Tenía la panda más loca de todo el Oeste. El LSD-25 no estaba prohibido en aquellos tiempos, y la gente de Kesey le estaba «dando al asunto» de verdad. Era un mundo absolutamente nuevo. El lema era «hazlo ahora», y las cosas no «desnudas» no estaban bien. Las mejores mentes de nuestra generación se las arreglaron para coincidir todas en La Honda, y Kesey tenía sitio para todos. Su rancho de la ladera del cañón se convirtió en la capital mundial de la locura. No había normas, no se conocía el miedo, dormir era impensable…

¿Cómo me vi yo envuelto en el mundo de esa gente? Es una historia larga y extraña. Había escrito un artículo sobre los Ángeles del Infierno para La Nación, y en cuanto se publicó me gané el acceso al «club». Desde aquel momento, para los Ángeles del Infierno yo era un «tío legal».

En cuanto a Kesey, siempre me había gustado lo que escribía, y pensaba —y sigo pensando— que era uno de los escritores realmente buenos de nuestro tiempo. Además había estado en una de las reuniones de los Bromistas en La Honda y me lo había pasado estupendamente.

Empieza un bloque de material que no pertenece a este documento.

//! Numeric constants shared by the exact-test walks.

/// Offset applied to the observed 2x2 table's weight, so that tables exactly
/// as probable as the observed one still fall below it after rounding.
pub const SMALL_EPSILON: f64 = 0.0000000000001;

/// Observed-table offset for the 2x3 walk, which accumulates more rounding
/// per table than the 2x2 walk.
pub const SMALLISH_EPSILON: f64 = 0.00000000003;

/// Tail terms smaller than this fraction of the running tail are dropped.
pub const DOUBLE_PREC_LIMIT: f64 = 0.0000000000000001;

/// Integer zero test for counts carried as `f64`.
pub const EXHAUSTED: f64 = 0.5;
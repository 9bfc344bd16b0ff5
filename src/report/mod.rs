//! Tabular output of evaluated tables.

use std::fs::File;
use std::io::{self, BufWriter, Write};
use std::path::Path;

use anyhow::{Context, Result};

use crate::format::format_g;
use crate::stats::Table;

/// One evaluated table.
#[derive(Debug, Clone, Copy, PartialEq)]
pub struct TableResult {
    pub table: Table,
    pub p_value: f64,
}

impl TableResult {
    pub fn evaluate(table: Table) -> Self {
        Self {
            table,
            p_value: table.p_value(),
        }
    }
}

/// Buffered writer over `path`, or stdout when `path` is `None` or `-`.
pub fn open_output(path: Option<&Path>) -> Result<Box<dyn Write>> {
    match path {
        Some(p) if p != Path::new("-") => {
            let file = File::create(p)
                .with_context(|| format!("Failed to create output file {}", p.display()))?;
            Ok(Box::new(BufWriter::new(file)))
        }
        _ => Ok(Box::new(BufWriter::new(io::stdout()))),
    }
}

/// Write one tab-separated line per result: the cells in row-major order,
/// then the p-value in `%g` form. With `header`, a `#` comment line naming
/// the columns comes first.
pub fn write_tabular<W: Write + ?Sized>(
    writer: &mut W,
    results: &[TableResult],
    header: bool,
) -> io::Result<()> {
    if header {
        writeln!(writer, "# cells (row-major)\tp_value")?;
    }
    for result in results {
        for cell in result.table.cells() {
            write!(writer, "{}\t", cell)?;
        }
        writeln!(writer, "{}", format_g(result.p_value))?;
    }
    writer.flush()
}
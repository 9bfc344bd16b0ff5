//! Diagnostic output for the `fisher` binary.
//!
//! Enabled per run with `--verbose`, or globally via the FISHER_DIAGNOSTICS
//! environment variable (`1` or `true`). All output goes to stderr.

use std::sync::OnceLock;

use crate::stats::{canonicalize_2x2, canonicalize_2x3, Table};

fn env_flag(name: &str) -> bool {
    std::env::var(name)
        .map(|v| v == "1" || v.to_lowercase() == "true")
        .unwrap_or(false)
}

/// Check if diagnostics are enabled via environment variable
pub fn diagnostics_enabled() -> bool {
    static ENABLED: OnceLock<bool> = OnceLock::new();
    *ENABLED.get_or_init(|| env_flag("FISHER_DIAGNOSTICS"))
}

/// Check if start-up tracing is enabled (FISHER_STARTUP_TRACE=1).
pub fn startup_trace_enabled() -> bool {
    static ENABLED: OnceLock<bool> = OnceLock::new();
    *ENABLED.get_or_init(|| std::env::var("FISHER_STARTUP_TRACE").ok().as_deref() == Some("1"))
}

/// Describe the canonical orientation chosen for `table`.
pub fn describe_orientation(table: &Table) -> String {
    match table {
        Table::Pair(t) => {
            let c = canonicalize_2x2(*t);
            let o = c.orientation;
            format!(
                "2x2 canonical {:?} (off-diagonal swap: {}, diagonal swap: {}, column swap: {})",
                c.table.cells(),
                o.off_diagonal_swapped,
                o.diagonal_swapped,
                o.columns_swapped
            )
        }
        Table::Triple(t) => {
            let c = canonicalize_2x3(*t);
            format!(
                "2x3 canonical {:?} (column order: {:?}, row swap: {})",
                c.table.cells,
                c.orientation.column_order,
                c.orientation.rows_swapped
            )
        }
    }
}

/// Print the orientation of `table` to stderr.
pub fn print_orientation(table: &Table) {
    eprintln!("[diag] {}", describe_orientation(table));
}
//! Integration tests for fisher_exact.
//!
//! Tests are organized by layer:
//! - `stats/` - exact-test engine against fixtures and reference values
//! - `cli` - positional, batch and output handling
//! - `properties` - proptest invariants over random tables


mod stats;
//! Count parsing for positional arguments and batch fields.

use super::ParseMode;

/// A parsed cell count.
#[derive(Debug, Clone, Copy, PartialEq, Eq)]
pub struct ParsedCount {
    pub value: u32,
    /// The input was not a plain `u32` and the lenient fallback produced
    /// `value`.
    pub fallback: bool,
}

/// C `atoi` semantics: skip leading `isspace` whitespace (vertical tab too), accept an optional sign and
/// the longest run of digits, ignore the rest. No digits gives 0. The value
/// saturates at the `i64` range like `strtol`, is truncated to `i32`, and is
/// then reinterpreted as `u32`, so `-1` becomes `u32::MAX`.
pub fn lenient_atoi(s: &str) -> u32 {
    let rest = s.trim_start_matches(|c: char| c.is_ascii_whitespace() || c == '\x0B');
    let (negative, digits) = match rest.as_bytes().first() {
        Some(b'-') => (true, &rest[1..]),
        Some(b'+') => (false, &rest[1..]),
        _ => (false, rest),
    };

    let mut value: i64 = 0;
    for b in digits.bytes().take_while(u8::is_ascii_digit) {
        let d = (b - b'0') as i64;
        value = if negative {
            value.saturating_mul(10).saturating_sub(d)
        } else {
            value.saturating_mul(10).saturating_add(d)
        };
    }
    value as i32 as u32
}

/// Parse a count under `mode`.
pub fn parse_count(s: &str, mode: ParseMode) -> Result<ParsedCount, String> {
    match s.parse::<u32>() {
        Ok(value) => Ok(ParsedCount {
            value,
            fallback: false,
        }),
        Err(e) => match mode {
            ParseMode::Lenient => Ok(ParsedCount {
                value: lenient_atoi(s),
                fallback: true,
            }),
            ParseMode::Strict => Err(format!("invalid count '{}': {}", s, e)),
        },
    }
}
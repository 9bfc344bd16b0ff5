pub mod canonical;
pub mod constants;
pub mod pair;
pub mod row_tail;
pub mod tables;
pub mod triple;

pub use canonical::*;
pub use constants::*;
pub use pair::pair_exact_test;
pub use tables::*;
pub use triple::triple_exact_test;
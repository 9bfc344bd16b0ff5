//! One-sided tail sums over a single row of a 2x3 table.
//!
//! For a fixed column-1 split, the remaining freedom of a 2x3 table is the
//! split of the column-2/column-3 block, itself a 2x2 hypergeometric. Its
//! tables more probable than the observed 2x3 table form one contiguous run
//! (the row's bulk); everything on either side of that run is tail. An
//! [`InnerRow`] is a pointer into that distribution, kept near the bulk
//! boundary while the outer walk moves from row to row, and
//! [`row_tail_sum`] turns it into the tail mass on one side.

use super::constants::EXHAUSTED;

/// Direction along a row's inner distribution.
#[derive(Debug, Clone, Copy, PartialEq, Eq)]
pub enum Side {
    /// Toward smaller m12 (larger m13).
    Left,
    /// Toward larger m12 (smaller m13).
    Right,
}

impl Side {
    pub fn opposite(self) -> Side {
        match self {
            Side::Left => Side::Right,
            Side::Right => Side::Left,
        }
    }
}

/// Column-2/3 block of a 2x3 table at one outer position, with the whole
/// table's probability relative to the observed table.
#[derive(Debug, Clone, Copy, PartialEq)]
pub struct InnerRow {
    pub prob: f64,
    pub m12: f64,
    pub m13: f64,
    pub m22: f64,
    pub m23: f64,
}

impl InnerRow {
    pub fn new(prob: f64, m12: u32, m13: u32, m22: u32, m23: u32) -> Self {
        Self {
            prob,
            m12: m12 as f64,
            m13: m13 as f64,
            m22: m22 as f64,
            m23: m23 as f64,
        }
    }

    /// Row-1 count of the block (m12 + m13), constant along the row.
    pub fn top_total(&self) -> f64 {
        self.m12 + self.m13
    }

    /// Row-2 count of the block (m22 + m23).
    pub fn bottom_total(&self) -> f64 {
        self.m22 + self.m23
    }

    /// Whether a neighbouring table exists toward `side`.
    pub fn can_step(&self, side: Side) -> bool {
        match side {
            Side::Left => self.m12 >= EXHAUSTED && self.m23 >= EXHAUSTED,
            Side::Right => self.m13 >= EXHAUSTED && self.m22 >= EXHAUSTED,
        }
    }

    /// Move one unit toward `side`, updating the probability ratio.
    /// Callers check [`can_step`](Self::can_step) first.
    #[inline]
    pub fn step(&mut self, side: Side) {
        match side {
            Side::Left => {
                self.m13 += 1.0;
                self.m22 += 1.0;
                self.prob *= (self.m12 * self.m23) / (self.m13 * self.m22);
                self.m12 -= 1.0;
                self.m23 -= 1.0;
            }
            Side::Right => {
                self.m12 += 1.0;
                self.m23 += 1.0;
                self.prob *= (self.m13 * self.m22) / (self.m12 * self.m23);
                self.m13 -= 1.0;
                self.m22 -= 1.0;
            }
        }
    }

    pub fn stepped(mut self, side: Side) -> Self {
        self.step(side);
        self
    }

    /// Sum this table and the ones beyond it toward `side`, stopping once a
    /// term is at or below `floor` or the row ends.
    pub fn sum_toward(self, side: Side, floor: f64) -> f64 {
        let mut cur = self;
        let mut total = 0.0;
        while cur.prob > floor {
            total += cur.prob;
            if !cur.can_step(side) {
                break;
            }
            cur.step(side);
        }
        total
    }

    /// Follow an outer step that moved one column-1 unit from row 2 to row 1:
    /// one unit of the block moves from row 1 to row 2, taken from whichever
    /// column row 1 holds more of. `outer_ratio` is the column-1 factor
    /// (old m21 / new m11).
    pub fn shift_down(&mut self, outer_ratio: f64) {
        if self.m13 > self.m12 {
            self.m23 += 1.0;
            self.prob *= outer_ratio * self.m13 / self.m23;
            self.m13 -= 1.0;
        } else {
            self.m22 += 1.0;
            self.prob *= outer_ratio * self.m12 / self.m22;
            self.m12 -= 1.0;
        }
    }

    /// Mirror of [`shift_down`](Self::shift_down) for an outer step moving a
    /// column-1 unit from row 1 to row 2; `outer_ratio` is old m11 / new m21.
    pub fn shift_up(&mut self, outer_ratio: f64) {
        if self.m23 > self.m22 {
            self.m13 += 1.0;
            self.prob *= outer_ratio * self.m23 / self.m13;
            self.m23 -= 1.0;
        } else {
            self.m12 += 1.0;
            self.prob *= outer_ratio * self.m22 / self.m12;
            self.m22 -= 1.0;
        }
    }
}

/// Outcome of [`row_tail_sum`].
#[derive(Debug, Clone, Copy, PartialEq)]
pub enum TailSum {
    /// No table in this row is more probable than the observed table, so the
    /// row cannot be split into bulk and tails.
    ModeNotPassed,
    /// Tail mass on the requested side.
    Done(f64),
}

/// Sum the tail of one row's inner distribution on `side` of its bulk.
///
/// `state` may point anywhere in the row. On [`TailSum::Done`] it is moved to
/// the tail table adjacent to the bulk (or to a bulk table next to the
/// boundary), ready to be shifted to the next row; on
/// [`TailSum::ModeNotPassed`] it is left untouched.
pub fn row_tail_sum(side: Side, state: &mut InnerRow, floor: f64) -> TailSum {
    let inward = side.opposite();
    let mut cur = *state;

    if cur.prob <= 1.0 {
        let rising_inward = cur.can_step(inward) && cur.stepped(inward).prob > cur.prob;
        if rising_inward {
            // Already in this side's tail: collect the sub-threshold tables
            // between here and the bulk.
            let start = cur;
            let mut between = 0.0;
            loop {
                let prev = cur.prob;
                if !cur.can_step(inward) {
                    return TailSum::ModeNotPassed;
                }
                cur.step(inward);
                if cur.prob < prev {
                    return TailSum::ModeNotPassed;
                }
                if cur.prob > 1.0 {
                    break;
                }
                between += cur.prob;
            }
            *state = cur;
            return TailSum::Done(between + start.sum_toward(side, floor));
        }

        // On the opposite slope: the bulk, if there is one, lies toward
        // `side`, past the mode.
        loop {
            let prev = cur.prob;
            if !cur.can_step(side) {
                return TailSum::ModeNotPassed;
            }
            cur.step(side);
            if cur.prob > 1.0 {
                break;
            }
            if cur.prob < prev {
                return TailSum::ModeNotPassed;
            }
        }
    }

    // Inside the bulk: walk out to the first tail table.
    while cur.prob > 1.0 {
        if !cur.can_step(side) {
            *state = cur;
            return TailSum::Done(0.0);
        }
        cur.step(side);
    }
    *state = cur;
    TailSum::Done(cur.sum_toward(side, floor))
}
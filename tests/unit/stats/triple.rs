//! 2x3 Fisher-Freeman-Halton test

use crate::helpers::{assert_p_close, parse_fixture, PAIR_FIXTURE};
use fisher_exact::{pair_exact_test, triple_exact_test, ContingencyTable2x3};

#[test]
fn test_reference_tables() {
    // Exact rational enumeration.
    assert_p_close(triple_exact_test(3, 1, 4, 1, 5, 9), 0.2411271144613452, 1e-9, "3 1 4 / 1 5 9");
    assert_p_close(
        triple_exact_test(10, 2, 7, 3, 12, 5),
        0.0033986245138733413,
        1e-9,
        "10 2 7 / 3 12 5",
    );
    assert_eq!(triple_exact_test(1, 2, 3, 4, 5, 6), 1.0);
}

#[test]
fn test_reference_larger_tables() {
    // Log-space enumeration over every table with the same marginals.
    let cases = [
        ([300, 200, 100, 100, 200, 300], 4.334473045039628e-46),
        ([50, 60, 70, 80, 40, 90], 0.0037366573975402867),
        ([200, 10, 5, 150, 30, 40], 4.3189065258068795e-11),
    ];
    for ([a, b, c, d, e, f], expected) in cases {
        let p = triple_exact_test(a, b, c, d, e, f);
        assert_p_close(p, expected, 1e-9, &format!("{:?}", [a, b, c, d, e, f]));
    }
}

#[test]
fn test_zero_column_reduces_to_pair() {
    for row in parse_fixture(PAIR_FIXTURE) {
        let [a, b, c, d] = row.cells[..] else {
            unreachable!()
        };
        let pair = pair_exact_test(a, b, c, d);
        let ctx = format!("{:?}", row.cells);
        assert_p_close(triple_exact_test(a, b, 0, c, d, 0), pair, 1e-9, &ctx);
        assert_p_close(triple_exact_test(0, a, b, 0, c, d), pair, 1e-9, &ctx);
        assert_p_close(triple_exact_test(a, 0, b, c, 0, d), pair, 1e-9, &ctx);
    }
}

#[test]
fn test_degenerate_inner_rows_terminate() {
    // Tables whose observed column-2/3 block admits a single configuration.
    assert_p_close(triple_exact_test(3, 0, 0, 0, 3, 3), 0.03571428571428571, 1e-9, "3 0 0 / 0 3 3");
    assert_p_close(triple_exact_test(0, 3, 3, 3, 0, 0), 0.03571428571428571, 1e-9, "0 3 3 / 3 0 0");
    assert_p_close(triple_exact_test(0, 2, 2, 2, 0, 0), 0.2, 1e-9, "0 2 2 / 2 0 0");
}

#[test]
fn test_large_near_null_table() {
    let p = triple_exact_test(1_000_000, 1_000_200, 1_000_050, 1_000_100, 999_900, 999_800);
    assert_p_close(p, 0.9765508664465424, 1e-7, "near-null 1e6");
}

#[test]
#[ignore = "tens of seconds even in release builds"]
fn test_near_null_billion_scale_is_stable() {
    // Chi-square with 2 df gives 0.78860 here; the exact value agrees closely at this size.
    let p = triple_exact_test(
        1_000_000_000,
        1_000_020_000,
        1_000_005_000,
        1_000_010_000,
        999_990_000,
        999_980_000,
    );
    assert!(p.is_finite() && (0.0..=1.0).contains(&p), "p = {}", p);
    assert_p_close(p, 0.7885968416708539, 1e-3, "near-null 1e9");
}

#[test]
fn test_extreme_counts() {
    let g = 1_000_000_000;
    assert_eq!(triple_exact_test(g, g, g, g, g, g), 1.0);
    assert_eq!(triple_exact_test(g, 0, 0, 0, g, g), 0.0);
    assert_eq!(triple_exact_test(0, 0, 0, 0, 0, 0), 1.0);
}

#[test]
fn test_interleaved_constructor_matches_row_major() {
    let t = ContingencyTable2x3::from_interleaved([3, 1, 1, 5, 4, 9]);
    assert_eq!(t.cells, [[3, 1, 4], [1, 5, 9]]);
    assert_p_close(t.p_value(), 0.2411271144613452, 1e-9, "interleaved");
}
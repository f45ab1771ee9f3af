//! Request and response DTOs for the HTTP host.

use crate::{Actor, AuditEntry, AuditSummary, NewAuditEntry, StageVisit};
use chrono::{DateTime, Utc};
use serde::{Deserialize, Serialize};

/// Base response envelope.
#[derive(Debug, Clone, Serialize, Deserialize)]
pub struct BaseResponse<T> {
    #[serde(default = "default_code")]
    pub code: i32,
    pub message: String,
    #[serde(default)]
    pub data: Option<T>,
}

fn default_code() -> i32 {
    200
}

impl<T> BaseResponse<T> {
    pub fn ok(data: T) -> Self {
        Self {
            code: 200,
            message: "Success".to_string(),
            data: Some(data),
        }
    }

    pub fn error(code: i32, message: impl Into<String>) -> Self {
        Self {
            code,
            message: message.into(),
            data: None,
        }
    }
}

/// Record-a-change request. `actor` overrides the session actor when present.
#[derive(Debug, Clone, Serialize, Deserialize)]
pub struct LogRequest {
    #[serde(flatten)]
    pub entry: NewAuditEntry,
    #[serde(default)]
    pub actor: Option<Actor>,
}

/// Drag an entity to another pipeline stage.
#[derive(Debug, Clone, Serialize, Deserialize)]
pub struct MoveRequest {
    pub entity_id: String,
    pub target_stage_id: String,
}

/// Result of a stage move as returned to the UI.
#[derive(Debug, Clone, Serialize, Deserialize)]
pub struct MoveResult {
    pub entity_id: String,
    #[serde(default)]
    pub from_stage_id: Option<String>,
    pub to_stage_id: String,
    pub phase: String,
    #[serde(default)]
    pub audit_entry_id: Option<String>,
}

/// Drop entries strictly older than `older_than`.
#[derive(Debug, Clone, Serialize, Deserialize)]
pub struct CleanupRequest {
    pub older_than: DateTime<Utc>,
}

#[derive(Debug, Clone, Serialize, Deserialize)]
pub struct CleanupResult {
    pub removed: usize,
}

pub type LogResponse = BaseResponse<AuditEntry>;
pub type HistoryResponse = BaseResponse<Vec<AuditEntry>>;
pub type SummaryResponse = BaseResponse<AuditSummary>;
pub type TimelineResponse = BaseResponse<Vec<StageVisit>>;
pub type MoveResponse = BaseResponse<MoveResult>;
pub type CleanupResponse = BaseResponse<CleanupResult>;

Así que coincidió que tenía un pie en cada sitio, y lo que hice, a fin de cuentas, no fue sino actuar de maestro de ceremonias y mezclar un poco de Ángel del Infierno por aquí y un poco de Bromista por allá para ver lo que salía… Lo hacía por diversión, por supuesto, pero también por propio interés porque buscaba algo de enjundia sobre lo que escribir. Pero para escribir sin riesgos…, bueno, tienes que mantener el control sobre las cosas…, y a mí el control se me escapó de las manos enseguida.

En favor de Kesey y los Bromistas hay que decir que estaban demasiado locos para tener miedo. Kesey invitó a la gente a La Honda para una «movida» en toda regla, con bandadas de Ángeles del Infierno dándose cita en busca de rapiña, LSD y pollo frito. Le dije a Kesey que si llevaba a cabo aquel plan merecía ser fusilado por criminal de guerra. Y recuerdo que pensé: «¿Qué coño he hecho? Acabo de echar por tierra todo lo que se suponía que, como mínimo, debía tratar con guante blanco.» Me opuse al plan, pero no había tiempo para oponerse, sólo había tiempo para poner en marcha la grabadora.

Recuerdo a aquellas hordas enmarañándose en la carretera y congregándose en masa ante la gran pancarta de bienvenida que los Bromistas habían extendido de parte a parte de la verja. Allí, en la entrada, les esperaban aquellos jóvenes inocentes, deseosos de brindarles su concepto tribal de la hospitalidad.

Fue todo un espectáculo. La gente ardía de entusiasmo allí donde miraras. Había altavoces por todas partes, entre la espesura de los árboles, y grandes altavoces de intervalo variable en el barranco, con sus cables desplegados y cruzados por la carretera. Y había unos seis coches de policía con luces centelleantes aparcados en el arcén, y polis por todas partes, polis que podían verlo todo desde la otra orilla del riachuelo. Y los Ángeles de Infierno seguían llegando por la carretera, y se les iba recibiendo con grandes muestras de calor y de dicha. Ya el mero hecho de que no se estuviera produciendo una carnicería resultaba algo asombroso, pero lo realmente increíble era el espectáculo en sí mismo.

Sí. Así era Tío Ken. No sabía reírse más que cuando iba a toda velocidad, y entonces no le oías porque el viento hacía que sus labios aletearan sin ruido, como si fueran de goma.

Pero algo que él nunca pudo saber es lo que es volver de su casa a la mía a lomos de una BSA 650 Relámpago en treinta y tres minutos escasos. Para hacer noventa kilómetros en treinta y tres minutos hay que ir muy, muy rápido. Pero en aquel tiempo no había limitación de velocidad en la Autopista Uno de California, y la mayoría de las noches no había tráfico. Lo único que tenías que hacer era meterle caña y aguantar el tipo. Y si eras capaz de hacerlo era como si te dispararan al otro lado del espejo. Era más rápido que un cerebro lleno de DMT[92], uno de los más poderosos alucinógenos jamás creados por el hombre (como Grace Slick comentó una vez: «El ácido es como si te succionaran por un tubo, pero el DMT es como si te dispararan con un cañón»).

Puede que, andando el tiempo, haya podido ir más rápido en ocasiones, pero siempre me ha parecido que iba lento.